To stripe data, Oracle ASM separates files into stripes and
spreads data evenly across all of the disks in a disk group. The fine-grained
stripe size always equals 128 KB in any configuration; this provides lower I/O
latency for small I/O operations. The coarse-grained stripe size is always
equal to the AU size (not the data extent size).
Figure 1-5 and Figure 1-6 are illustrations of Oracle ASM file striping. In both
illustrations, the allocation unit size has been set to 1 M (AU_SIZE = 1M) for the disk group which consists of 8 disks. The
Oracle ASM instance is release 11.2 and the disk group compatibility attributes
for ASM and RDBMS have been set to 11.2, so variable extents are shown in the
graphic after the first 20,000 extents. For the first 20,000 extents, the
extent size is 1 M and equals one allocation unit (AU).
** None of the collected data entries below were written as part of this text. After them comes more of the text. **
// SPDX-License-Identifier: BUSL-1.1
// Copyright (c) 2026 Alfred Jean LLC

//! Clock abstraction for testable time handling.
//!
//! Marker freshness is judged against file mtimes, so the wall-clock side
//! (`epoch_ms`) is what liveness checks read.

use parking_lot::Mutex;
use std::sync::Arc;
use std::time::{Duration, Instant, SystemTime, UNIX_EPOCH};

/// A clock that provides the current time
pub trait Clock: Clone + Send + Sync + 'static {
    fn now(&self) -> Instant;
    fn epoch_ms(&self) -> u64;

    /// Milliseconds elapsed since `then_ms`, zero if `then_ms` is in the future.
    fn age_ms(&self, then_ms: u64) -> u64 {
        self.epoch_ms().saturating_sub(then_ms)
    }
}

/// Current wall-clock time in milliseconds since the Unix epoch.
pub fn system_epoch_ms() -> u64 {
    SystemTime::now().duration_since(UNIX_EPOCH).unwrap_or_default().as_millis() as u64
}

/// Real system clock
#[derive(Clone, Copy, Debug, Default)]
pub struct SystemClock;

impl Clock for SystemClock {
    fn now(&self) -> Instant {
        Instant::now()
    }

    fn epoch_ms(&self) -> u64 {
        system_epoch_ms()
    }
}

/// Fake clock for testing with controllable time.
///
/// Starts at the real wall-clock time so freshly written files look fresh.
#[derive(Clone)]
pub struct FakeClock {
    current: Arc<Mutex<Instant>>,
    epoch_ms: Arc<Mutex<u64>>,
}

impl FakeClock {
    pub fn new() -> Self {
        Self::at_epoch_ms(system_epoch_ms())
    }

    /// Create a clock pinned to a specific wall-clock time
    pub fn at_epoch_ms(ms: u64) -> Self {
        Self { current: Arc::new(Mutex::new(Instant::now())), epoch_ms: Arc::new(Mutex::new(ms)) }
    }

    /// Advance the clock by the given duration
    pub fn advance(&self, duration: Duration) {
        *self.current.lock() += duration;
        *self.epoch_ms.lock() += duration.as_millis() as u64;
    }

    /// Set the epoch milliseconds value
    pub fn set_epoch_ms(&self, ms: u64) {
        *self.epoch_ms.lock() = ms;
    }
}

impl Default for FakeClock {
    fn default() -> Self {
        Self::new()
    }
}

impl Clock for FakeClock {
    fn now(&self) -> Instant {
        *self.current.lock()
    }

    fn epoch_ms(&self) -> u64 {
        *self.epoch_ms.lock()
    }
}

#[cfg(test)]
#[path = "clock_tests.rs"]
mod tests;
// SPDX-License-Identifier: BUSL-1.1
// Copyright (c) 2026 Alfred Jean LLC

//! Daemon startup and initialization logic.

use std::io::Write;
use std::time::Instant;

use fs2::FileExt;
use tokio::net::UnixListener;
use tracing::info;

use super::{Config, DaemonState, LifecycleError, StartupResult};

/// Take the pid lock, prepare directories and bind the socket
pub async fn startup(config: &Config) -> Result<StartupResult, LifecycleError> {
    match startup_inner(config).await {
        Ok(result) => Ok(result),
        Err(e) => {
            // Files behind a held lock belong to the running daemon
            if !matches!(e, LifecycleError::LockFailed(_)) {
                cleanup_on_failure(config);
            }
            Err(e)
        }
    }
}

async fn startup_inner(config: &Config) -> Result<StartupResult, LifecycleError> {
    std::fs::create_dir_all(&config.state_dir)?;

    // Open without truncating: the pid belongs to whoever holds the lock
    let mut lock_file = std::fs::OpenOptions::new()
        .write(true)
        .create(true)
        .truncate(false)
        .open(&config.lock_path)?;
    lock_file.try_lock_exclusive().map_err(LifecycleError::LockFailed)?;
    lock_file.set_len(0)?;
    writeln!(lock_file, "{}", std::process::id())?;

    std::fs::create_dir_all(&config.logs_path)?;
    std::fs::create_dir_all(&config.outputs_root)?;
    std::fs::write(&config.version_path, rd_wire::PROTOCOL_VERSION)?;

    // Bind last, once everything else is in place
    if config.socket_path.exists() {
        std::fs::remove_file(&config.socket_path)?;
    }
    let listener = UnixListener::bind(&config.socket_path)
        .map_err(|e| LifecycleError::BindFailed(config.socket_path.clone(), e))?;

    info!(
        socket = %config.socket_path.display(),
        outputs = %config.outputs_root.display(),
        pid = std::process::id(),
        "daemon started"
    );

    Ok(StartupResult {
        daemon: DaemonState { config: config.clone(), lock_file, start_time: Instant::now() },
        listener,
    })
}

fn cleanup_on_failure(config: &Config) {
    for path in [&config.socket_path, &config.version_path, &config.lock_path] {
        if path.exists() {
            let _ = std::fs::remove_file(path);
        }
    }
}

#[cfg(test)]
#[path = "startup_tests.rs"]
mod tests;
For the next 20,000
extents, the extent size is 4 M and equals 4 AUs.
To identify the stripe chunks of the file, they have been
labeled A..X (24 letters) using different fonts for successive series of A..X
until all the chunks have been identified.
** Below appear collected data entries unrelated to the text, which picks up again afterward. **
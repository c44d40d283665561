// SPDX-License-Identifier: BUSL-1.1
// Copyright (c) 2026 Alfred Jean LLC

//! Proposal pipeline: feed each completed topic through the transformation
//! workflow and persist the concatenation.
//!
//! All or nothing. A failure on any topic leaves no proposal behind, only a
//! `failed` progress record; the next attempt starts again from the first
//! topic.

use rd_adapters::{collect_with_retry, RetryPolicy, WorkflowClient, WorkflowError, WorkflowRequest};
use rd_core::{Company, ProposalProgress, TopicIndex};
use rd_storage::{ArtifactStore, StoreError};
use thiserror::Error;
use tracing::{info, warn};

use crate::sanitize::strip_urls;

#[derive(Debug, Error)]
pub enum ProposalError {
    #[error("no results for company '{0}'")]
    NotFound(Company),

    #[error("company '{0}' has no research data to build a proposal from")]
    NoResearchData(Company),

    /// The transformation workflow cannot be used at all
    #[error("proposal workflow unavailable: {0}")]
    Unavailable(#[source] WorkflowError),

    #[error("proposal failed at topic {index}: {source}")]
    Topic {
        index: TopicIndex,
        #[source]
        source: WorkflowError,
    },

    #[error(transparent)]
    Store(#[from] StoreError),

    #[error("proposal task failed: {0}")]
    Task(String),
}

#[derive(Clone)]
pub struct ProposalPipeline<W: WorkflowClient> {
    store: ArtifactStore,
    client: W,
    retry: RetryPolicy,
}

impl<W: WorkflowClient> ProposalPipeline<W> {
    pub fn new(store: ArtifactStore, client: W, retry: RetryPolicy) -> Self {
        Self { store, client, retry }
    }

    /// Transform `inputs` in order and persist the joined result.
    ///
    /// Progress is written before the first call and after every topic.
    pub async fn run(
        &self,
        company: &Company,
        inputs: &[(TopicIndex, String)],
    ) -> Result<String, ProposalError> {
        let total = inputs.len() as u32;
        self.store.write_proposal_progress(company, &ProposalProgress::running(0, total))?;
        info!(%company, topics = total, "proposal started");

        let mut parts = Vec::with_capacity(inputs.len());
        for (index, text) in inputs {
            let request = WorkflowRequest::Transform { research_out: strip_urls(text) };
            match collect_with_retry(&self.client, &request, self.retry).await {
                Ok(collected) => parts.push(collected.text.trim().to_string()),
                Err(source) => {
                    let err = ProposalError::Topic { index: *index, source };
                    let failed = ProposalProgress::failed(parts.len() as u32, total, err.to_string());
                    if let Err(e) = self.store.write_proposal_progress(company, &failed) {
                        warn!(%company, error = %e, "failed to record proposal failure");
                    }
                    warn!(%company, topic = %index, error = %err, "proposal failed");
                    return Err(err);
                }
            }
            let progress = ProposalProgress::running(parts.len() as u32, total);
            self.store.write_proposal_progress(company, &progress)?;
            info!(%company, topic = %index, current = progress.current, total, "proposal topic done");
        }

        let proposal = parts.join("\n\n");
        self.store.write_proposal(company, &proposal)?;
        self.store.clear_proposal_progress(company)?;
        info!(%company, chars = proposal.chars().count(), "proposal saved");
        Ok(proposal)
    }
}

#[cfg(test)]
#[path = "proposal_tests.rs"]
mod tests;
In Figure 1-5, the file is striped in 128 K chunks
(labeled A..X) with each 128 K chunk stored in an extent, starting at the first
extent in disk 1, then the first extent in disk 2, and then continuing in a
round-robin pattern through all the disks until the entire file has been
striped. As shown in this example, the striping chunks first fill up the first
extent of each disk, then the second extent of each disk, and so on until the
entire file has been striped.
In Figure 1-6, the file is striped in 1 M chunks
(labeled A..X) with each 1 M chunk stored uniquely in an extent, starting at
the first extent in disk 1, then the first extent in disk 2, and then
continuing in a round-robin pattern through all the disks until the entire file
has been striped. For the first 20,000 extents where the AU equals the extent
size (1 M), the stripe equals the extent size and allocation unit size. For the
variable extents, where an extent is composed of multiple allocation units, the
file stripe is located in an AU of the extent. The striping chunks are placed
in the allocation units of the first extents of all the disks before the
striping continues to the next extent.
Templates are collections of attribute values that are used to
specify disk regions, file mirroring, and striping attributes for an Oracle ASM file when it is created.
When creating a file, you can include a template name and assign desired
attributes based on an individual file rather than the file type.
A default template is provided for every Oracle file type, but
you can customize templates to meet unique requirements. Each disk group has a
default template associated with each file type.